I'm designing a half-bridge circuit to be controlled by a microcontroller. Ultimately, there will be 3 copies of this circuit for an ESC. I am hoping to have reasonably fast switching times for the power MOSFETs M8 and M9.

V_C is the battery voltage, up to 50V V_L and V_H are 12V above GND and V_C respectively and will be used to drive M8 and M9. M1, M2, M3, and M4 can be driven with logic levels. V1, V2, V3, and V4 are signals from the microcontroller and can be controlled independently to enforce dead-time, preventing shoot-through.
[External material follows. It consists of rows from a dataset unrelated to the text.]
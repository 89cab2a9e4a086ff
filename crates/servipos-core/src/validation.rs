//! # Validation Module
//!
//! Input validation for pricing requests.
//!
//! ## Validation Strategy
//! ```text
//! ┌─────────────────────────────────────────────────────────────────────────┐
//! │                      Validation Layers                                  │
//! │                                                                         │
//! │  Layer 1: Caller (UI / CLI)                                            │
//! │  ├── Parsing amounts and percentages from text                         │
//! │  └── Immediate user feedback                                           │
//! │           │                                                             │
//! │           ▼                                                             │
//! │  Layer 2: crate::validated                                             │
//! │  └── THIS MODULE: domain checks before any arithmetic                  │
//! │           │                                                             │
//! │           ▼                                                             │
//! │  Layer 3: Calculators                                                  │
//! │  └── No checks; clamp and short-circuit only                           │
//! └─────────────────────────────────────────────────────────────────────────┘
//! ```
//!
//! ## Usage
//! ```rust
//! use servipos_core::money::Money;
//! use servipos_core::validation::{validate_amount, validate_quantity};
//!
//! assert!(validate_amount("labor_cost", Money::from_cents(1099)).is_ok());
//! assert!(validate_quantity(0).is_err());
//! ```

use crate::error::ValidationError;
use crate::money::Money;
use crate::types::TaxRate;
use crate::{MAX_CART_LINES, MAX_ITEM_QUANTITY};

/// Result type for validation operations.
pub type ValidationResult<T> = Result<T, ValidationError>;

/// 100% in basis points.
const MAX_BPS: u32 = 10_000;

// =============================================================================
// Numeric Validators
// =============================================================================

/// Validates a monetary amount.
///
/// ## Rules
/// - Must be non-negative (>= 0)
/// - Zero is allowed (free labor, no parts)
///
/// ## Example
/// ```rust
/// use servipos_core::money::Money;
/// use servipos_core::validation::validate_amount;
///
/// assert!(validate_amount("parts_cost", Money::zero()).is_ok());
/// assert!(validate_amount("parts_cost", Money::from_cents(-1)).is_err());
/// ```
pub fn validate_amount(field: &str, amount: Money) -> ValidationResult<()> {
    if amount.is_negative() {
        return Err(ValidationError::MustNotBeNegative {
            field: field.to_string(),
        });
    }

    Ok(())
}

/// Validates an optional monetary amount (absent is fine).
pub fn validate_optional_amount(field: &str, amount: Option<Money>) -> ValidationResult<()> {
    match amount {
        Some(amount) => validate_amount(field, amount),
        None => Ok(()),
    }
}

/// Validates a quantity value.
///
/// ## Rules
/// - Must be positive (> 0)
/// - Must not exceed MAX_ITEM_QUANTITY (999)
///
/// ## Workflow
/// ```text
/// ┌─────────────────────────────────────────────────────────────────────────┐
/// │  Repair order: add part                                                 │
/// │                                                                         │
/// │  Technician enters quantity: 5                                          │
/// │       │                                                                 │
/// │       ▼                                                                 │
/// │  validate_quantity(5) ← THIS FUNCTION                                  │
/// │       │                                                                 │
/// │       ├── qty <= 0? → Error: "quantity must be positive"               │
/// │       │                                                                 │
/// │       ├── qty > 999? → Error: "quantity must be between 1 and 999"     │
/// │       │                                                                 │
/// │       └── OK → parts cost = Σ cost × quantity                          │
/// └─────────────────────────────────────────────────────────────────────────┘
/// ```
pub fn validate_quantity(qty: i64) -> ValidationResult<()> {
    if qty <= 0 {
        return Err(ValidationError::MustBePositive {
            field: "quantity".to_string(),
        });
    }

    if qty > MAX_ITEM_QUANTITY {
        return Err(ValidationError::OutOfRange {
            field: "quantity".to_string(),
            min: 1,
            max: MAX_ITEM_QUANTITY,
        });
    }

    Ok(())
}

/// Validates a tax rate.
///
/// ## Rules
/// - Must be between 0 and 10000 bps (0% to 100%)
pub fn validate_tax_rate(rate: TaxRate) -> ValidationResult<()> {
    validate_bps("tax_rate", rate.bps())
}

/// Validates a percentage discount in basis points.
///
/// ## Rules
/// - Must be between 0 and 10000 bps (0% to 100%)
pub fn validate_discount_percentage(bps: Option<u32>) -> ValidationResult<()> {
    match bps {
        Some(bps) => validate_bps("discount_percentage", bps),
        None => Ok(()),
    }
}

fn validate_bps(field: &str, bps: u32) -> ValidationResult<()> {
    if bps > MAX_BPS {
        return Err(ValidationError::OutOfRange {
            field: field.to_string(),
            min: 0,
            max: i64::from(MAX_BPS),
        });
    }

    Ok(())
}

// =============================================================================
// Collection Validators
// =============================================================================

/// Validates cart size (number of lines of one kind).
///
/// ## Rules
/// - Must not exceed MAX_CART_LINES (100)
pub fn validate_cart_size(lines: usize) -> ValidationResult<()> {
    if lines > MAX_CART_LINES {
        return Err(ValidationError::OutOfRange {
            field: "cart lines".to_string(),
            min: 0,
            max: MAX_CART_LINES as i64,
        });
    }

    Ok(())
}

// =============================================================================
// Identifier Validators
// =============================================================================

/// Validates a repair order id.
///
/// ## Rules
/// - Must be a valid UUID: xxxxxxxx-xxxx-xxxx-xxxx-xxxxxxxxxxxx
///
/// ## Example
/// ```rust
/// use servipos_core::validation::validate_repair_id;
///
/// assert!(validate_repair_id("550e8400-e29b-41d4-a716-446655440000").is_ok());
/// assert!(validate_repair_id("not-a-uuid").is_err());
/// ```
pub fn validate_repair_id(id: &str) -> ValidationResult<()> {
    if id.trim().is_empty() {
        return Err(ValidationError::Required {
            field: "repair_id".to_string(),
        });
    }

    uuid::Uuid::parse_str(id).map_err(|_| ValidationError::InvalidFormat {
        field: "repair_id".to_string(),
        reason: "must be a valid UUID".to_string(),
    })?;

    Ok(())
}

// =============================================================================
// Unit Tests
// =============================================================================

#[cfg(test)]
mod tests {
    use super::*;

    #[test]
    fn test_validate_amount() {
        assert!(validate_amount("labor_cost", Money::zero()).is_ok());
        assert!(validate_amount("labor_cost", Money::from_cents(1099)).is_ok());
        assert_eq!(
            validate_amount("labor_cost", Money::from_cents(-100)),
            Err(ValidationError::MustNotBeNegative {
                field: "labor_cost".to_string()
            })
        );
    }

    #[test]
    fn test_validate_optional_amount() {
        assert!(validate_optional_amount("discount_amount", None).is_ok());
        assert!(validate_optional_amount("discount_amount", Some(Money::from_cents(-1))).is_err());
    }

    #[test]
    fn test_validate_quantity() {
        assert!(validate_quantity(1).is_ok());
        assert!(validate_quantity(999).is_ok());

        assert!(validate_quantity(0).is_err());
        assert!(validate_quantity(-1).is_err());
        assert!(validate_quantity(1000).is_err());
    }

    #[test]
    fn test_validate_tax_rate() {
        assert!(validate_tax_rate(TaxRate::zero()).is_ok());
        assert!(validate_tax_rate(TaxRate::from_bps(825)).is_ok());
        assert!(validate_tax_rate(TaxRate::from_bps(10_000)).is_ok());
        assert!(validate_tax_rate(TaxRate::from_bps(10_001)).is_err());
    }

    #[test]
    fn test_validate_discount_percentage() {
        assert!(validate_discount_percentage(None).is_ok());
        assert!(validate_discount_percentage(Some(10_000)).is_ok());
        assert!(validate_discount_percentage(Some(10_001)).is_err());
    }

    #[test]
    fn test_validate_cart_size() {
        assert!(validate_cart_size(0).is_ok());
        assert!(validate_cart_size(MAX_CART_LINES).is_ok());
        assert!(validate_cart_size(MAX_CART_LINES + 1).is_err());
    }

    #[test]
    fn test_validate_repair_id() {
        assert!(validate_repair_id("550e8400-e29b-41d4-a716-446655440000").is_ok());
        assert!(validate_repair_id("").is_err());
        assert!(validate_repair_id("not-a-uuid").is_err());
        assert!(validate_repair_id("123").is_err());
    }
}
// =============================================================================
// Tax Split
// =============================================================================

/// A price separated into its pre-tax subtotal and its tax.
#[derive(Debug, Clone, Copy, Default, PartialEq, Eq, Serialize, Deserialize, TS)]
#[ts(export)]
#[serde(rename_all = "camelCase")]
pub struct TaxSplit {
    pub subtotal: Money,
    pub tax_amount: Money,
}

impl TaxSplit {
    /// The price the split was taken from.
    #[inline]
    pub fn gross(&self) -> Money {
        self.subtotal + self.tax_amount
    }
}

// =============================================================================
// Flat-rate Line
// =============================================================================

/// One flat-rate line (e.g. a product) to be priced.
///
/// `subtotal` is tax-exclusive. When both discounts are given,
/// `discount_amount` wins.
#[derive(Debug, Clone, Default, PartialEq, Eq, Serialize, Deserialize, TS)]
#[ts(export)]
#[serde(rename_all = "camelCase", deny_unknown_fields)]
pub struct CalculationInput {
    pub subtotal: Money,
    #[serde(default)]
    pub tax_rate: Option<TaxRate>,
    /// Percentage discount in basis points (1000 = 10%); a percent
    /// (`discountPercentage`) on the wire.
    #[serde(
        rename = "discountPercentage",
        default,
        with = "discount_percentage"
    )]
    #[ts(type = "number | null")]
    pub discount_percentage_bps: Option<u32>,
    #[serde(default)]
    pub discount_amount: Option<Money>,
}

impl CalculationInput {
    /// Creates an input with no tax and no discount.
    pub fn new(subtotal: Money) -> Self {
        CalculationInput {
            subtotal,
            ..Default::default()
        }
    }

    pub fn with_tax_rate(mut self, rate: TaxRate) -> Self {
        self.tax_rate = Some(rate);
        self
    }

    pub fn with_discount_percentage(mut self, bps: u32) -> Self {
        self.discount_percentage_bps = Some(bps);
        self
    }

    pub fn with_discount_amount(mut self, amount: Money) -> Self {
        self.discount_amount = Some(amount);
        self
    }
}

/// Priced flat-rate line.
///
/// ## Invariant
/// `total == max(0, subtotal - discount_amount) + tax_amount`
#[derive(Debug, Clone, Copy, Default, PartialEq, Eq, Serialize, Deserialize, TS)]
#[ts(export)]
#[serde(rename_all = "camelCase")]
pub struct CalculationResult {
    /// Pre-discount subtotal, as given.
    pub subtotal: Money,
    pub tax_amount: Money,
    pub discount_amount: Money,
    pub total: Money,
}

impl CalculationResult {
    /// Subtotal after the discount, never negative.
    #[inline]
    pub fn net_subtotal(&self) -> Money {
        (self.subtotal - self.discount_amount).clamp_non_negative()
    }
}

/// A product sold by unit price and quantity.
#[derive(Debug, Clone, PartialEq, Eq, Serialize, Deserialize, TS)]
#[ts(export)]
#[serde(rename_all = "camelCase", deny_unknown_fields)]
pub struct ProductLine {
    pub unit_price: Money,
    pub quantity: i64,
    #[serde(default)]
    pub tax_rate: Option<TaxRate>,
    #[serde(
        rename = "discountPercentage",
        default,
        with = "discount_percentage"
    )]
    #[ts(type = "number | null")]
    pub discount_percentage_bps: Option<u32>,
    #[serde(default)]
    pub discount_amount: Option<Money>,
}

/// What the cart aggregator needs from a product line.
#[derive(Debug, Clone, Copy, Default, PartialEq, Eq, Serialize, Deserialize, TS)]
#[ts(export)]
#[serde(rename_all = "camelCase")]
pub struct ProductLineTotals {
    /// Tax-exclusive subtotal after discount.
    pub subtotal: Money,
    pub tax_amount: Money,
}

impl From<&CalculationResult> for ProductLineTotals {
    fn from(result: &CalculationResult) -> Self {
        ProductLineTotals {
            subtotal: result.net_subtotal(),
            tax_amount: result.tax_amount,
        }
    }
}

// =============================================================================
// Repair Line
// =============================================================================

/// A repair to be priced: labor plus parts.
#[derive(Debug, Clone, Default, PartialEq, Eq, Serialize, Deserialize, TS)]
#[ts(export)]
#[serde(rename_all = "camelCase", deny_unknown_fields)]
pub struct RepairCalculationInput {
    pub labor_cost: Money,
    pub parts_cost: Money,
    #[serde(default)]
    pub tax_rate: Option<TaxRate>,
    /// Percentage discount in basis points (a percent on the wire),
    /// measured against
    /// `labor_cost + parts_cost`.
    #[serde(
        rename = "discountPercentage",
        default,
        with = "discount_percentage"
    )]
    #[ts(type = "number | null")]
    pub discount_percentage_bps: Option<u32>,
    #[serde(default)]
    pub discount_amount: Option<Money>,
    /// Defaults to `true`: costs already contain tax.
    #[serde(default)]
    pub prices_include_tax: Option<bool>,
}

impl RepairCalculationInput {
    /// Creates a tax-inclusive input with no tax rate and no discount.
    pub fn new(labor_cost: Money, parts_cost: Money) -> Self {
        RepairCalculationInput {
            labor_cost,
            parts_cost,
            ..Default::default()
        }
    }

    pub fn with_tax_rate(mut self, rate: TaxRate) -> Self {
        self.tax_rate = Some(rate);
        self
    }

    pub fn with_discount_percentage(mut self, bps: u32) -> Self {
        self.discount_percentage_bps = Some(bps);
        self
    }

    pub fn with_discount_amount(mut self, amount: Money) -> Self {
        self.discount_amount = Some(amount);
        self
    }

    pub fn with_prices_include_tax(mut self, include: bool) -> Self {
        self.prices_include_tax = Some(include);
        self
    }

    /// Resolved inclusive/exclusive flag.
    #[inline]
    pub fn prices_include_tax(&self) -> bool {
        self.prices_include_tax.unwrap_or(true)
    }

    /// Sticker total the discount is measured against.
    #[inline]
    pub fn original_total(&self) -> Money {
        self.labor_cost + self.parts_cost
    }
}

/// Labor/parts split of a priced repair.
#[derive(Debug, Clone, Copy, Default, PartialEq, Eq, Serialize, Deserialize, TS)]
#[ts(export)]
#[serde(rename_all = "camelCase")]
pub struct RepairTaxBreakdown {
    pub labor_tax: Money,
    pub parts_tax: Money,
    pub labor_subtotal: Money,
    pub parts_subtotal: Money,
}

impl RepairTaxBreakdown {
    #[inline]
    pub fn subtotal(&self) -> Money {
        self.labor_subtotal + self.parts_subtotal
    }

    #[inline]
    pub fn tax(&self) -> Money {
        self.labor_tax + self.parts_tax
    }
}

impl AddAssign for RepairTaxBreakdown {
    fn add_assign(&mut self, other: Self) {
        self.labor_tax += other.labor_tax;
        self.parts_tax += other.parts_tax;
        self.labor_subtotal += other.labor_subtotal;
        self.parts_subtotal += other.parts_subtotal;
    }
}

/// Priced repair.
///
/// ## Invariants
/// - `subtotal == breakdown.labor_subtotal + breakdown.parts_subtotal` (±1 cent)
/// - `tax_amount == breakdown.labor_tax + breakdown.parts_tax` (±1 cent)
/// - `total == subtotal + tax_amount` (±1 cent)
/// - all fields zero when labor and parts are both zero
#[derive(Debug, Clone, Copy, Default, PartialEq, Eq, Serialize, Deserialize, TS)]
#[ts(export)]
#[serde(rename_all = "camelCase")]
pub struct RepairCalculationResult {
    pub labor_cost: Money,
    pub parts_cost: Money,
    pub subtotal: Money,
    pub tax_amount: Money,
    pub discount_amount: Money,
    pub total: Money,
    pub breakdown: RepairTaxBreakdown,
}

/// A part consumed by a repair order.
#[derive(Debug, Clone, Copy, PartialEq, Eq, Serialize, Deserialize, TS)]
#[ts(export)]
#[serde(rename_all = "camelCase", deny_unknown_fields)]
pub struct RepairPart {
    /// Unit cost.
    pub cost: Money,
    pub quantity: i64,
}

impl RepairPart {
    pub fn new(cost: Money, quantity: i64) -> Self {
        RepairPart { cost, quantity }
    }

    /// `cost × quantity`.
    #[inline]
    pub fn line_cost(&self) -> Money {
        self.cost.multiply_quantity(self.quantity)
    }
}

/// A repair line materialized into a cart.
///
/// ## Snapshot Pattern
/// Costs, rate and mode are frozen when the item is created. A change
/// to the repair order means building a new item through
/// [`crate::repair::create_repair_cart_item`], never editing this one.
#[derive(Debug, Clone, PartialEq, Eq, Serialize, Deserialize, TS)]
#[ts(export)]
#[serde(rename_all = "camelCase")]
pub struct CartRepairItem {
    /// Repair order this line belongs to.
    pub repair_id: String,
    pub labor_cost: Money,
    pub parts_cost: Money,
    pub tax_rate: TaxRate,
    pub prices_include_tax: bool,
    pub discount_amount: Money,
    pub subtotal: Money,
    pub tax_amount: Money,
    pub total: Money,
}

// =============================================================================
// Cart Totals
// =============================================================================

/// Totals of a cart mixing product lines and repair lines.
#[derive(Debug, Clone, Copy, Default, PartialEq, Eq, Serialize, Deserialize, TS)]
#[ts(export)]
#[serde(rename_all = "camelCase")]
pub struct MixedCartTotals {
    pub subtotal: Money,
    pub total_tax: Money,
    pub total: Money,
    /// Labor/parts split across all repair lines, for reporting.
    pub repair_tax_breakdown: RepairTaxBreakdown,
}
//! # Strict Calculation Wrappers
//!
//! Same calculations as [`crate::line_item`], [`crate::repair`] and
//! [`crate::cart`], but inputs outside the documented domain are
//! rejected with [`CoreError::InvalidArgument`] before any arithmetic
//! runs, and amounts whose totals would not fit in cents are rejected
//! with [`CoreError::AmountOverflow`]. The wrapped functions are called
//! unchanged.
//!
//! ```rust
//! use servipos_core::money::Money;
//! use servipos_core::types::RepairCalculationInput;
//! use servipos_core::{validated, CoreError};
//!
//! let input = RepairCalculationInput::new(Money::from_cents(-1), Money::zero());
//! assert!(matches!(
//!     validated::calculate_repair_total(&input),
//!     Err(CoreError::InvalidArgument(_))
//! ));
//! ```

use tracing::warn;

use crate::error::{CoreError, CoreResult};
use crate::money::Money;
use crate::types::{
    CalculationInput, CalculationResult, CartRepairItem, MixedCartTotals, ProductLine,
    ProductLineTotals, RepairCalculationInput, RepairCalculationResult, RepairPart, TaxRate,
};
use crate::validation::{
    validate_amount, validate_cart_size, validate_discount_percentage, validate_optional_amount,
    validate_quantity, validate_repair_id, validate_tax_rate,
};
use crate::{cart, line_item, repair};

/// Logs the rejection and lifts it into a [`CoreError`].
fn rejected(err: crate::error::ValidationError) -> CoreError {
    warn!(error = %err, "Pricing input rejected");
    CoreError::from(err)
}

fn overflow(field: &str) -> CoreError {
    warn!(field, "Pricing amount overflow");
    CoreError::AmountOverflow {
        field: field.to_string(),
    }
}

/// `total + amount`, or [`CoreError::AmountOverflow`].
fn checked_sum(field: &str, total: Money, amount: Money) -> CoreResult<Money> {
    total.checked_add(amount).ok_or_else(|| overflow(field))
}

/// Tax is at most 100% of the taxed amount, so `amount` plus its tax
/// fits whenever `2 × amount` does.
fn ensure_tax_headroom(field: &str, amount: Money) -> CoreResult<()> {
    checked_sum(field, amount, amount).map(|_| ())
}

/// `labor_cost + parts_cost` with room for tax on top.
fn ensure_repair_headroom(labor_cost: Money, parts_cost: Money) -> CoreResult<()> {
    let sticker = checked_sum("repair total", labor_cost, parts_cost)?;
    ensure_tax_headroom("repair total", sticker)
}

/// Strict [`line_item::calculate_total`].
pub fn calculate_total(input: &CalculationInput) -> CoreResult<CalculationResult> {
    validate_amount("subtotal", input.subtotal).map_err(rejected)?;
    validate_optional_amount("discount_amount", input.discount_amount).map_err(rejected)?;
    validate_discount_percentage(input.discount_percentage_bps).map_err(rejected)?;
    if let Some(rate) = input.tax_rate {
        validate_tax_rate(rate).map_err(rejected)?;
    }
    ensure_tax_headroom("line total", input.subtotal)?;

    Ok(line_item::calculate_total(input))
}

/// Strict [`ProductLine::calculate`].
///
/// `unit_price × quantity` is computed with overflow checks before the
/// line goes through [`calculate_total`].
pub fn calculate_product_line(line: &ProductLine) -> CoreResult<CalculationResult> {
    validate_amount("unit_price", line.unit_price).map_err(rejected)?;
    validate_quantity(line.quantity).map_err(rejected)?;
    let subtotal = line
        .unit_price
        .checked_multiply_quantity(line.quantity)
        .ok_or_else(|| overflow("line subtotal"))?;

    calculate_total(&CalculationInput {
        subtotal,
        tax_rate: line.tax_rate,
        discount_percentage_bps: line.discount_percentage_bps,
        discount_amount: line.discount_amount,
    })
}

/// Strict [`repair::calculate_repair_total`].
pub fn calculate_repair_total(
    input: &RepairCalculationInput,
) -> CoreResult<RepairCalculationResult> {
    validate_amount("labor_cost", input.labor_cost).map_err(rejected)?;
    validate_amount("parts_cost", input.parts_cost).map_err(rejected)?;
    validate_optional_amount("discount_amount", input.discount_amount).map_err(rejected)?;
    validate_discount_percentage(input.discount_percentage_bps).map_err(rejected)?;
    if let Some(rate) = input.tax_rate {
        validate_tax_rate(rate).map_err(rejected)?;
    }
    ensure_repair_headroom(input.labor_cost, input.parts_cost)?;

    Ok(repair::calculate_repair_total(input))
}

/// Strict [`repair::create_repair_cart_item`].
///
/// Additionally requires a UUID repair id, positive part quantities and
/// a parts total that fits in an `i64` of cents.
/// Labor plus parts must also leave room for tax on top.
pub fn create_repair_cart_item(
    repair_id: &str,
    labor_cost: Money,
    parts: &[RepairPart],
    tax_rate: TaxRate,
    discount_percentage_bps: Option<u32>,
    discount_amount: Option<Money>,
    prices_include_tax: Option<bool>,
) -> CoreResult<CartRepairItem> {
    validate_repair_id(repair_id).map_err(rejected)?;
    validate_amount("labor_cost", labor_cost).map_err(rejected)?;
    validate_tax_rate(tax_rate).map_err(rejected)?;
    validate_discount_percentage(discount_percentage_bps).map_err(rejected)?;
    validate_optional_amount("discount_amount", discount_amount).map_err(rejected)?;

    let mut parts_cost = Money::zero();
    for part in parts {
        validate_amount("part cost", part.cost).map_err(rejected)?;
        validate_quantity(part.quantity).map_err(rejected)?;
        parts_cost = part
            .cost
            .checked_multiply_quantity(part.quantity)
            .and_then(|line| parts_cost.checked_add(line))
            .ok_or_else(|| CoreError::PartsOverflow {
                repair_id: repair_id.to_string(),
            })?;
    }
    labor_cost
        .checked_add(parts_cost)
        .ok_or_else(|| CoreError::PartsOverflow {
            repair_id: repair_id.to_string(),
        })?;
    ensure_repair_headroom(labor_cost, parts_cost)?;

    Ok(repair::create_repair_cart_item(
        repair_id,
        labor_cost,
        parts,
        tax_rate,
        discount_percentage_bps,
        discount_amount,
        prices_include_tax,
    ))
}

/// Strict [`cart::calculate_mixed_cart_total`].
///
/// Rejects carts above the line limit and lines with negative amounts.
/// Running sums, including the labor and parts the breakdown is
/// rederived from, must fit in cents.
pub fn calculate_mixed_cart_total(
    product_lines: &[ProductLineTotals],
    repair_lines: &[CartRepairItem],
) -> CoreResult<MixedCartTotals> {
    validate_cart_size(product_lines.len()).map_err(rejected)?;
    validate_cart_size(repair_lines.len()).map_err(rejected)?;

    let mut subtotal = Money::zero();
    let mut tax = Money::zero();
    let mut repair_cost = Money::zero();

    for line in product_lines {
        validate_amount("product subtotal", line.subtotal).map_err(rejected)?;
        validate_amount("product tax", line.tax_amount).map_err(rejected)?;
        subtotal = checked_sum("cart subtotal", subtotal, line.subtotal)?;
        tax = checked_sum("cart tax", tax, line.tax_amount)?;
    }
    for item in repair_lines {
        validate_amount("labor_cost", item.labor_cost).map_err(rejected)?;
        validate_amount("parts_cost", item.parts_cost).map_err(rejected)?;
        validate_amount("repair subtotal", item.subtotal).map_err(rejected)?;
        validate_amount("repair tax", item.tax_amount).map_err(rejected)?;
        validate_tax_rate(item.tax_rate).map_err(rejected)?;
        subtotal = checked_sum("cart subtotal", subtotal, item.subtotal)?;
        tax = checked_sum("cart tax", tax, item.tax_amount)?;

        let sticker = checked_sum("repair total", item.labor_cost, item.parts_cost)?;
        repair_cost = checked_sum("repair breakdown", repair_cost, sticker)?;
    }
    checked_sum("cart total", subtotal, tax)?;

    Ok(cart::calculate_mixed_cart_total(product_lines, repair_lines))
}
The low side is easy. To turn on M8, V1 is LOW and V2 is HIGH, pulling the M5's gate to GND, which in turn, pulls M8's gate to V_L. To turn off M8, V2 goes LOW and V1 goes HIGH. R1 turns off M5, and M1+R2 pulls M8's gate LOW.

The high side is where things get tricky. To turn on M9, V4 goes HIGH, pulling M7's gate to GND. However, with V_C ~50V, pulling M7's gate to GND is beyond the MOSFET's max Vgs. D3 prevents this by "clamping" this Vgs, with the remaining voltage across R8. The problem is that in this state, M7's gate is ~50V, meaning R8 is dissipating ~2.5W. I can increase the resistor values, but I want to avoid weakening the drive characteristics to keep switching times short.

My instinct for turning off M9 is to use the same kind of setup as the above. V1 goes HIGH, pulling M6's gate to GND, with D1 clamping the gate voltage. In this state, V_load would also be near GND or floating, so I wouldn't even have the same resistor dissipation issue as above. However, this wouldn't work at all. In this schematic, there wouldn't even be a current path through D1.

Am I correct about my assumptions here? Is there a better schematic I can use to drive the high side without wasting so much power in R8? Is there a simple change to introduce a current path for D1 without messing anything else up? Is there a different way I can actually turn off M9 actively? Are M1 and M6 overkill, and I can still have fast enough turn-off times for my purposes relying only on R2 and R3?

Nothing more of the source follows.